Dopo l’introduzione del prof. Marco Di Matteo, Presidente dell’Associazione, sono intervenuti la prof.ssa Dina Nerozzi Frajese, docente di Psiconeuroendocrinologa presso l’Università di Roma “Tor Vergata”, che ha analizzato gli aspetti scientifici e storico-culturali della teoria del “gender”, e il prof. Giacomo Samek Lodovici, docente di Storia delle dottrine morali presso l’Università Cattolica di Milano, che ne ha affrontato i risvolti filosofici ed antropologici.

La prof.ssa Nerozzi ha iniziato la sua relazione chiarendo il significato dell’espressione “ideologia di genere”, che è fondata sulla negazione dell’esistenza di un’identità sessuale oggettiva, in quanto l’identità sessuale sarebbe il risultato di sovrastrutture culturali e sociali da demolire.

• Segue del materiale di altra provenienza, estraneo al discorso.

//! MusicBrainz fetcher for music collections
//!
//! Queries the public web service with a Lucene query, then runs the XML
//! reply through the configured stylesheet pipeline and imports the
//! canonical result. Everything needed for a full entry is in the search
//! reply, so results are parked fully hydrated. The release-list carries
//! count and offset attributes; pagination follows them with the service's
//! one-request-per-second gate.

use crate::entry::Entry;
use crate::error::{FetchError, Result};
use crate::event::EventSender;
use crate::fetcher::{Fetcher, HydrationSlot, SearchState};
use crate::http::HttpClient;
use crate::importer;
use crate::ratelimit::RateLimiter;
use crate::request::{CollectionKind, FetchKey, FetchRequest};
use crate::transform::XsltPipeline;
use async_trait::async_trait;
use quick_xml::Reader;
use quick_xml::events::Event;
use std::sync::Arc;
use std::time::Duration;
use url::Url;

const MUSICBRAINZ_API: &str = "https://musicbrainz.org/ws/2/release";
const MIN_INTERVAL: Duration = Duration::from_millis(1000);

pub struct MusicBrainzFetcher {
    http: Arc<dyn HttpClient>,
    pipeline: Arc<dyn XsltPipeline>,
    state: SearchState,
    limiter: RateLimiter,
    max_results: usize,
    last_query: std::sync::Mutex<String>,
}

impl MusicBrainzFetcher {
    pub const SOURCE: &'static str = "MusicBrainz";

    pub fn new(
        http: Arc<dyn HttpClient>,
        pipeline: Arc<dyn XsltPipeline>,
        sender: EventSender,
        max_results: usize,
    ) -> Self {
        Self {
            http,
            pipeline,
            state: SearchState::new(Self::SOURCE, sender),
            limiter: RateLimiter::new(MIN_INTERVAL),
            max_results,
            last_query: std::sync::Mutex::new(String::new()),
        }
    }

    async fn run_page(&self, generation: u64, query: &str, offset: u64) -> Result<()> {
        self.limiter.wait_if_needed().await;

        let mut url = Url::parse(MUSICBRAINZ_API)?;
        url.query_pairs_mut()
            .append_pair("query", query)
            .append_pair("limit", &self.max_results.to_string())
            .append_pair("offset", &offset.to_string());

        let response = self.http.get(&url, &[]).await?;
        response.error_for_status("musicbrainz.org")?;

        let total = release_list_count(&response.body);
        let canonical = self.pipeline.transform(&response.body)?;
        let result = importer::import(&canonical)?;

        let page_size = result.entries.len() as u64;
        for entry in result.entries {
            let title = entry.field("title").to_string();
            let description = describe(&entry);
            self.state
                .emit_result(generation, HydrationSlot::Hydrated(entry), title, description);
        }

        self.state.record_page(generation, page_size, total);
        let seen = self.state.offset();
        let has_more = total.is_some_and(|t| seen < t) && page_size > 0;
        self.state.finish_page(generation, has_more);
        Ok(())
    }
}

fn describe(entry: &Entry) -> String {
    let artist = entry.field("artist");
    let year = entry.field("year");
    match (artist.is_empty(), year.is_empty()) {
        (false, false) => format!("{artist} ({year})"),
        (false, true) => artist.to_string(),
        (true, false) => year.to_string(),
        (true, true) => String::new(),
    }
}

/// Read the count attribute off the release-list element.
fn release_list_count(xml: &str) -> Option<u64> {
    let mut reader = Reader::from_str(xml);
    loop {
        match reader.read_event() {
            Ok(Event::Start(start)) | Ok(Event::Empty(start)) => {
                if start.local_name().as_ref() == b"release-list" {
                    for attr in start.attributes().flatten() {
                        if attr.key.as_ref() == b"count" {
                            return attr
                                .unescape_value()
                                .ok()
                                .and_then(|v| v.parse().ok());
                        }
                    }
                    return None;
                }
            }
            Ok(Event::Eof) | Err(_) => return None,
            _ => {}
        }
    }
}

fn lucene_query(request: &FetchRequest) -> String {
    let value = request.value().replace('"', "");
    match request.key() {
        FetchKey::Person => format!("artist:\"{value}\""),
        FetchKey::Keyword => value,
        _ => format!("release:\"{value}\""),
    }
}

#[async_trait]
impl Fetcher for MusicBrainzFetcher {
    fn source(&self) -> &str {
        Self::SOURCE
    }

    fn can_search(&self, key: FetchKey) -> bool {
        matches!(key, FetchKey::Title | FetchKey::Person | FetchKey::Keyword)
    }

    fn can_fetch(&self, kind: CollectionKind) -> bool {
        kind == CollectionKind::Music
    }

    async fn search(&self, request: FetchRequest) -> Result<()> {
        if !self.can_search(request.key()) {
            return Err(FetchError::InvalidState("unsupported search key"));
        }

        let generation = self.state.begin_search()?;
        let query = lucene_query(&request);
        *self.last_query.lock().expect("query lock") = query.clone();
        if let Err(err) = self.run_page(generation, &query, 0).await {
            self.state.finish_error(generation, &err);
        }
        Ok(())
    }

    async fn continue_search(&self) -> Result<()> {
        let generation = self.state.begin_continue()?;
        let offset = self.state.offset();
        let query = self.last_query.lock().expect("query lock").clone();
        if let Err(err) = self.run_page(generation, &query, offset).await {
            self.state.finish_error(generation, &err);
        }
        Ok(())
    }

    fn is_searching(&self) -> bool {
        self.state.is_searching()
    }

    fn has_more_results(&self) -> bool {
        self.state.has_more_results()
    }

    async fn fetch_entry(&self, uid: u64) -> Result<Entry> {
        match self.state.slot(uid)? {
            HydrationSlot::Hydrated(entry) => Ok(entry),
            HydrationSlot::Partial { entry, .. } => Ok(entry),
        }
    }

    fn stop(&self) {
        self.state.stop();
    }
}

#[cfg(test)]
mod tests {
    use super::*;
    use crate::event::{EventReceiver, FetchEvent, channel};
    use crate::transform::FnPipeline;
    use crate::curio_test_utils::MockHttpClient;
    use crate::curio_test_utils::fixtures;

    fn stylesheet() -> Arc<dyn XsltPipeline> {
        Arc::new(FnPipeline(|xml: &str| {
            if xml.contains("mbid-0003") {
                Ok(fixtures::MUSICBRAINZ_CANONICAL_PAGE2.to_string())
            } else {
                Ok(fixtures::MUSICBRAINZ_CANONICAL.to_string())
            }
        }))
    }

    fn fetcher_with_mock() -> (Arc<MockHttpClient>, MusicBrainzFetcher, EventReceiver) {
        let mock = Arc::new(MockHttpClient::new());
        let (tx, rx) = channel();
        let fetcher = MusicBrainzFetcher::new(mock.clone(), stylesheet(), tx, 2);
        (mock, fetcher, rx)
    }

    fn drain(rx: &mut EventReceiver) -> Vec<FetchEvent> {
        let mut events = Vec::new();
        while let Ok(event) = rx.try_recv() {
            events.push(event);
        }
        events
    }

    fn title_request() -> FetchRequest {
        FetchRequest::new(CollectionKind::Music, FetchKey::Title, "black parade")
    }

    #[tokio::test]
    async fn test_search_emits_transformed_releases() {
        let (mock, fetcher, mut rx) = fetcher_with_mock();
        mock.respond_when("ws/2/release", 200, fixtures::MUSICBRAINZ_RELEASES);

        fetcher.search(title_request()).await.unwrap();

        let events = drain(&mut rx);
        let results: Vec<_> = events
            .iter()
            .filter_map(|e| match e {
                FetchEvent::ResultFound(r) => Some(r),
                _ => None,
            })
            .collect();
        assert_eq!(results.len(), 2);
        assert_eq!(results[0].title, "The Black Parade");
        assert_eq!(results[0].description, "My Chemical Romance (2006)");
        assert!(matches!(events.last(), Some(FetchEvent::Done { .. })));

        // the title key becomes a quoted release clause
        assert!(mock.requests()[0].url.contains("query=release%3A%22black+parade%22"));
    }

    #[tokio::test]
    async fn test_hydration_needs_no_second_request() {
        let (mock, fetcher, mut rx) = fetcher_with_mock();
        mock.respond_when("ws/2/release", 200, fixtures::MUSICBRAINZ_RELEASES);

        fetcher.search(title_request()).await.unwrap();
        let _ = drain(&mut rx);

        let entry = fetcher.fetch_entry(1).await.unwrap();
        assert_eq!(entry.field("artist"), "My Chemical Romance");
        assert_eq!(mock.request_count(), 1);
    }

    #[tokio::test]
    async fn test_pagination_follows_count_attribute() {
        let (mock, fetcher, mut rx) = fetcher_with_mock();
        mock.push_response(200, fixtures::MUSICBRAINZ_RELEASES);
        mock.push_response(200, fixtures::MUSICBRAINZ_RELEASES_PAGE2);

        fetcher.search(title_request()).await.unwrap();
        let _ = drain(&mut rx);
        assert!(fetcher.has_more_results());

        fetcher.continue_search().await.unwrap();
        let events = drain(&mut rx);
        let results: Vec<_> = events
            .iter()
            .filter_map(|e| match e {
                FetchEvent::ResultFound(r) => Some(r),
                _ => None,
            })
            .collect();
        assert_eq!(results.len(), 1);
        assert_eq!(results[0].uid, 3);
        assert_eq!(results[0].title, "Welcome to the Black Parade");
        assert!(!fetcher.has_more_results());

        assert!(mock.requests()[1].url.contains("offset=2"));
    }

    #[tokio::test]
    async fn test_person_key_searches_by_artist() {
        let (mock, fetcher, mut rx) = fetcher_with_mock();
        mock.respond_when("ws/2/release", 200, fixtures::MUSICBRAINZ_RELEASES);

        let request = FetchRequest::new(
            CollectionKind::Music,
            FetchKey::Person,
            "My Chemical Romance",
        );
        fetcher.search(request).await.unwrap();
        let _ = drain(&mut rx);

        assert!(mock.requests()[0].url.contains("artist%3A%22My+Chemical+Romance%22"));
    }
}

Alla luce di tale teoria, sbandierata dai famosi “rapporti Kinsey” sulle abitudini sessuali degli americani, che negli anni ‘50 divulgarono un dato falso, ossia l’esistenza di cinque generi sessuali di cui quello mediano “normale” sarebbe la bisessualità, ciascuno sarebbe libero di scegliere il proprio orientamento sessuale a seconda del proprio gusto.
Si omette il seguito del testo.